Give each record below again, without a single difference.

*Data excerpts:*

--- --- ---

use crate::store::{read_json, write_json, SharedStore, GENERATED_CARDS_KEY};
use crate::{Card, Language};
use log::{debug, info, warn};
use std::sync::{Arc, Mutex, PoisonError};

/// Static cards plus the runtime extension written by the card generator.
#[derive(Clone)]
pub struct Catalog {
    base: Arc<Vec<Card>>,
    store: SharedStore,
    write_lock: Arc<Mutex<()>>,
}

impl Catalog {
    pub fn new(base: Vec<Card>, store: SharedStore) -> Self {
        Self {
            base: Arc::new(base),
            store,
            write_lock: Arc::new(Mutex::new(())),
        }
    }

    pub fn base_cards(&self) -> &[Card] {
        &self.base
    }

    pub fn generated_cards(&self) -> Vec<Card> {
        read_json(self.store.as_ref(), GENERATED_CARDS_KEY).unwrap_or_default()
    }

    pub fn all_cards(&self) -> Vec<Card> {
        let generated = self.generated_cards();
        debug!(
            "catalog: {} static + {} generated",
            self.base.len(),
            generated.len()
        );
        let mut cards = Vec::with_capacity(self.base.len() + generated.len());
        cards.extend(self.base.iter().cloned());
        cards.extend(generated);
        cards
    }

    pub fn find(&self, id: &str) -> Option<Card> {
        self.base
            .iter()
            .find(|card| card.id == id)
            .cloned()
            .or_else(|| self.generated_cards().into_iter().find(|card| card.id == id))
    }

    pub fn english_texts(&self) -> Vec<String> {
        self.all_cards()
            .iter()
            .map(|card| card.text.en.trim().to_lowercase())
            .collect()
    }

    /// Appends a generated card. Returns `false` when the id or the English
    /// text (case-insensitive) is already present.
    pub fn add_generated(&self, card: Card) -> bool {
        let _guard = self.write_lock.lock().unwrap_or_else(PoisonError::into_inner);
        let mut generated = self.generated_cards();
        if generated.iter().any(|existing| existing.id == card.id) {
            warn!("generated card {} already stored, skipping", card.id);
            return false;
        }
        let text = card.text.en.trim().to_lowercase();
        if self
            .base
            .iter()
            .chain(generated.iter())
            .any(|existing| existing.text.en.trim().to_lowercase() == text)
        {
            warn!("generated card {} repeats existing text, skipping", card.id);
            return false;
        }
        let id = card.id.clone();
        generated.push(card);
        match write_json(self.store.as_ref(), GENERATED_CARDS_KEY, &generated) {
            Ok(()) => {
                info!("stored generated card {id} ({} total)", generated.len());
                true
            }
            Err(err) => {
                warn!("failed to store generated card {id}: {err}");
                false
            }
        }
    }

    /// Backfills a translation on a generated card.
    pub fn patch_translation(&self, id: &str, language: Language, text: String) -> bool {
        let _guard = self.write_lock.lock().unwrap_or_else(PoisonError::into_inner);
        let mut generated = self.generated_cards();
        let Some(card) = generated.iter_mut().find(|card| card.id == id) else {
            return false;
        };
        card.text.set(language, text);
        match write_json(self.store.as_ref(), GENERATED_CARDS_KEY, &generated) {
            Ok(()) => true,
            Err(err) => {
                warn!("failed to store translation for {id}: {err}");
                false
            }
        }
    }

    pub fn reset_generated(&self) {
        let _guard = self.write_lock.lock().unwrap_or_else(PoisonError::into_inner);
        if let Err(err) = self.store.remove(GENERATED_CARDS_KEY) {
            warn!("failed to reset generated cards: {err}");
        }
    }
}

#[cfg(test)]
mod tests {
    use super::*;
    use crate::store::{KeyValueStore, MemoryStore};
    use crate::{CardText, DeckTag, Intensity};

    fn card(id: &str, text: &str) -> Card {
        Card {
            id: id.to_string(),
            text: CardText::english(text),
            intensity: Intensity::MIN,
            themes: Vec::new(),
            formats: Vec::new(),
            deck_tags: vec![DeckTag::All],
            is_story_card: false,
            is_couple_card: false,
            is_closing_card: false,
            notes: None,
        }
    }

    #[test]
    fn all_cards_appends_generated_extension() {
        let catalog = Catalog::new(vec![card("a", "A?")], MemoryStore::shared());
        assert!(catalog.add_generated(card("gen-1", "B?")));
        let ids: Vec<String> = catalog.all_cards().into_iter().map(|c| c.id).collect();
        assert_eq!(ids, vec!["a".to_string(), "gen-1".to_string()]);
        assert!(catalog.find("gen-1").is_some());
    }

    #[test]
    fn add_generated_is_idempotent() {
        let catalog = Catalog::new(Vec::new(), MemoryStore::shared());
        assert!(catalog.add_generated(card("gen-1", "B?")));
        assert!(!catalog.add_generated(card("gen-1", "Other?")));
        assert_eq!(catalog.generated_cards().len(), 1);
        assert_eq!(catalog.generated_cards()[0].text.en, "B?");
    }

    #[test]
    fn add_generated_rejects_repeated_text() {
        let catalog = Catalog::new(vec![card("a", "Same question?")], MemoryStore::shared());
        assert!(!catalog.add_generated(card("gen-1", "  same QUESTION?")));
        assert!(catalog.add_generated(card("gen-2", "Fresh question?")));
        assert!(!catalog.add_generated(card("gen-3", "fresh question?")));
        assert_eq!(catalog.generated_cards().len(), 1);
    }

    #[test]
    fn unreadable_extension_falls_back_to_static_cards() {
        let store = MemoryStore::shared();
        store
            .set(GENERATED_CARDS_KEY, "oops".to_string())
            .expect("set");
        let catalog = Catalog::new(vec![card("a", "A?")], store);
        assert_eq!(catalog.all_cards().len(), 1);
    }

    #[test]
    fn translation_patch_only_touches_target_language() {
        let catalog = Catalog::new(Vec::new(), MemoryStore::shared());
        catalog.add_generated(card("gen-1", "Hello?"));
        assert!(catalog.patch_translation("gen-1", Language::Tr, "Merhaba?".to_string()));
        let patched = catalog.find("gen-1").expect("card");
        assert_eq!(patched.text.en, "Hello?");
        assert_eq!(patched.text.tr, "Merhaba?");
        assert!(!catalog.patch_translation("missing", Language::Tr, "x".to_string()));
    }
}
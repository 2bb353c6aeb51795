use crate::{Language, Screen, Vote};
use serde::{Deserialize, Serialize};
use std::sync::{Arc, Mutex, PoisonError};

#[derive(Debug, Clone, Serialize, Deserialize, PartialEq)]
pub enum Event {
    ScreenChanged {
        from: Screen,
        to: Screen,
    },
    CandidatesDrawn {
        round: u32,
        card_ids: Vec<String>,
    },
    CardAnswered {
        card_id: String,
        round: u32,
    },
    SetSkipped {
        card_ids: Vec<String>,
    },
    CardVoted {
        card_id: String,
        vote: Vote,
    },
    CardGenerated {
        card_id: String,
        source_id: String,
    },
    GenerationFinished {
        source_id: String,
        generated: usize,
        requested: usize,
    },
    TranslationPatched {
        card_id: String,
        language: Language,
    },
}

/// Notification queue shared between the session and background generation tasks.
#[derive(Debug, Default, Clone)]
pub struct EventBus {
    queue: Arc<Mutex<Vec<Event>>>,
}

impl EventBus {
    pub fn push(&self, event: Event) {
        self.queue
            .lock()
            .unwrap_or_else(PoisonError::into_inner)
            .push(event);
    }

    pub fn drain(&self) -> Vec<Event> {
        std::mem::take(&mut *self.queue.lock().unwrap_or_else(PoisonError::into_inner))
    }

    pub fn len(&self) -> usize {
        self.queue.lock().unwrap_or_else(PoisonError::into_inner).len()
    }

    pub fn is_empty(&self) -> bool {
        self.len() == 0
    }
}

--- --- ---

*Task answer:*
use crate::store::{read_json, write_json, SharedStore, GENERATED_CARDS_KEY};
use crate::{Card, Language};
use log::{debug, info, warn};
use std::sync::{Arc, Mutex, PoisonError};

/// Static cards plus the runtime extension written by the card generator.
#[derive(Clone)]
pub struct Catalog {
    base: Arc<Vec<Card>>,
    store: SharedStore,
    write_lock: Arc<Mutex<()>>,
}

impl Catalog {
    pub fn new(base: Vec<Card>, store: SharedStore) -> Self {
        Self {
            base: Arc::new(base),
            store,
            write_lock: Arc::new(Mutex::new(())),
        }
    }

    pub fn base_cards(&self) -> &[Card] {
        &self.base
    }

    pub fn generated_cards(&self) -> Vec<Card> {
        read_json(self.store.as_ref(), GENERATED_CARDS_KEY).unwrap_or_default()
    }

    pub fn all_cards(&self) -> Vec<Card> {
        let generated = self.generated_cards();
        debug!(
            "catalog: {} static + {} generated",
            self.base.len(),
            generated.len()
        );
        let mut cards = Vec::with_capacity(self.base.len() + generated.len());
        cards.extend(self.base.iter().cloned());
        cards.extend(generated);
        cards
    }

    pub fn find(&self, id: &str) -> Option<Card> {
        self.base
            .iter()
            .find(|card| card.id == id)
            .cloned()
            .or_else(|| self.generated_cards().into_iter().find(|card| card.id == id))
    }

    pub fn english_texts(&self) -> Vec<String> {
        self.all_cards()
            .iter()
            .map(|card| card.text.en.trim().to_lowercase())
            .collect()
    }

    /// Appends a generated card. Returns `false` when the id or the English
    /// text (case-insensitive) is already present.
    pub fn add_generated(&self, card: Card) -> bool {
        let _guard = self.write_lock.lock().unwrap_or_else(PoisonError::into_inner);
        let mut generated = self.generated_cards();
        if generated.iter().any(|existing| existing.id == card.id) {
            warn!("generated card {} already stored, skipping", card.id);
            return false;
        }
        let text = card.text.en.trim().to_lowercase();
        if self
            .base
            .iter()
            .chain(generated.iter())
            .any(|existing| existing.text.en.trim().to_lowercase() == text)
        {
            warn!("generated card {} repeats existing text, skipping", card.id);
            return false;
        }
        let id = card.id.clone();
        generated.push(card);
        match write_json(self.store.as_ref(), GENERATED_CARDS_KEY, &generated) {
            Ok(()) => {
                info!("stored generated card {id} ({} total)", generated.len());
                true
            }
            Err(err) => {
                warn!("failed to store generated card {id}: {err}");
                false
            }
        }
    }

    /// Backfills a translation on a generated card.
    pub fn patch_translation(&self, id: &str, language: Language, text: String) -> bool {
        let _guard = self.write_lock.lock().unwrap_or_else(PoisonError::into_inner);
        let mut generated = self.generated_cards();
        let Some(card) = generated.iter_mut().find(|card| card.id == id) else {
            return false;
        };
        card.text.set(language, text);
        match write_json(self.store.as_ref(), GENERATED_CARDS_KEY, &generated) {
            Ok(()) => true,
            Err(err) => {
                warn!("failed to store translation for {id}: {err}");
                false
            }
        }
    }

    pub fn reset_generated(&self) {
        let _guard = self.write_lock.lock().unwrap_or_else(PoisonError::into_inner);
        if let Err(err) = self.store.remove(GENERATED_CARDS_KEY) {
            warn!("failed to reset generated cards: {err}");
        }
    }
}

#[cfg(test)]
mod tests {
    use super::*;
    use crate::store::{KeyValueStore, MemoryStore};
    use crate::{CardText, DeckTag, Intensity};

    fn card(id: &str, text: &str) -> Card {
        Card {
            id: id.to_string(),
            text: CardText::english(text),
            intensity: Intensity::MIN,
            themes: Vec::new(),
            formats: Vec::new(),
            deck_tags: vec![DeckTag::All],
            is_story_card: false,
            is_couple_card: false,
            is_closing_card: false,
            notes: None,
        }
    }

    #[test]
    fn all_cards_appends_generated_extension() {
        let catalog = Catalog::new(vec![card("a", "A?")], MemoryStore::shared());
        assert!(catalog.add_generated(card("gen-1", "B?")));
        let ids: Vec<String> = catalog.all_cards().into_iter().map(|c| c.id).collect();
        assert_eq!(ids, vec!["a".to_string(), "gen-1".to_string()]);
        assert!(catalog.find("gen-1").is_some());
    }

    #[test]
    fn add_generated_is_idempotent() {
        let catalog = Catalog::new(Vec::new(), MemoryStore::shared());
        assert!(catalog.add_generated(card("gen-1", "B?")));
        assert!(!catalog.add_generated(card("gen-1", "Other?")));
        assert_eq!(catalog.generated_cards().len(), 1);
        assert_eq!(catalog.generated_cards()[0].text.en, "B?");
    }

    #[test]
    fn add_generated_rejects_repeated_text() {
        let catalog = Catalog::new(vec![card("a", "Same question?")], MemoryStore::shared());
        assert!(!catalog.add_generated(card("gen-1", "  same QUESTION?")));
        assert!(catalog.add_generated(card("gen-2", "Fresh question?")));
        assert!(!catalog.add_generated(card("gen-3", "fresh question?")));
        assert_eq!(catalog.generated_cards().len(), 1);
    }

    #[test]
    fn unreadable_extension_falls_back_to_static_cards() {
        let store = MemoryStore::shared();
        store
            .set(GENERATED_CARDS_KEY, "oops".to_string())
            .expect("set");
        let catalog = Catalog::new(vec![card("a", "A?")], store);
        assert_eq!(catalog.all_cards().len(), 1);
    }

    #[test]
    fn translation_patch_only_touches_target_language() {
        let catalog = Catalog::new(Vec::new(), MemoryStore::shared());
        catalog.add_generated(card("gen-1", "Hello?"));
        assert!(catalog.patch_translation("gen-1", Language::Tr, "Merhaba?".to_string()));
        let patched = catalog.find("gen-1").expect("card");
        assert_eq!(patched.text.en, "Hello?");
        assert_eq!(patched.text.tr, "Merhaba?");
        assert!(!catalog.patch_translation("missing", Language::Tr, "x".to_string()));
    }
}
repository 2bb353c6aeb51795
use crate::{Language, Screen, Vote};
use serde::{Deserialize, Serialize};
use std::sync::{Arc, Mutex, PoisonError};

#[derive(Debug, Clone, Serialize, Deserialize, PartialEq)]
pub enum Event {
    ScreenChanged {
        from: Screen,
        to: Screen,
    },
    CandidatesDrawn {
        round: u32,
        card_ids: Vec<String>,
    },
    CardAnswered {
        card_id: String,
        round: u32,
    },
    SetSkipped {
        card_ids: Vec<String>,
    },
    CardVoted {
        card_id: String,
        vote: Vote,
    },
    CardGenerated {
        card_id: String,
        source_id: String,
    },
    GenerationFinished {
        source_id: String,
        generated: usize,
        requested: usize,
    },
    TranslationPatched {
        card_id: String,
        language: Language,
    },
}

/// Notification queue shared between the session and background generation tasks.
#[derive(Debug, Default, Clone)]
pub struct EventBus {
    queue: Arc<Mutex<Vec<Event>>>,
}

impl EventBus {
    pub fn push(&self, event: Event) {
        self.queue
            .lock()
            .unwrap_or_else(PoisonError::into_inner)
            .push(event);
    }

    pub fn drain(&self) -> Vec<Event> {
        std::mem::take(&mut *self.queue.lock().unwrap_or_else(PoisonError::into_inner))
    }

    pub fn len(&self) -> usize {
        self.queue.lock().unwrap_or_else(PoisonError::into_inner).len()
    }

    pub fn is_empty(&self) -> bool {
        self.len() == 0
    }
}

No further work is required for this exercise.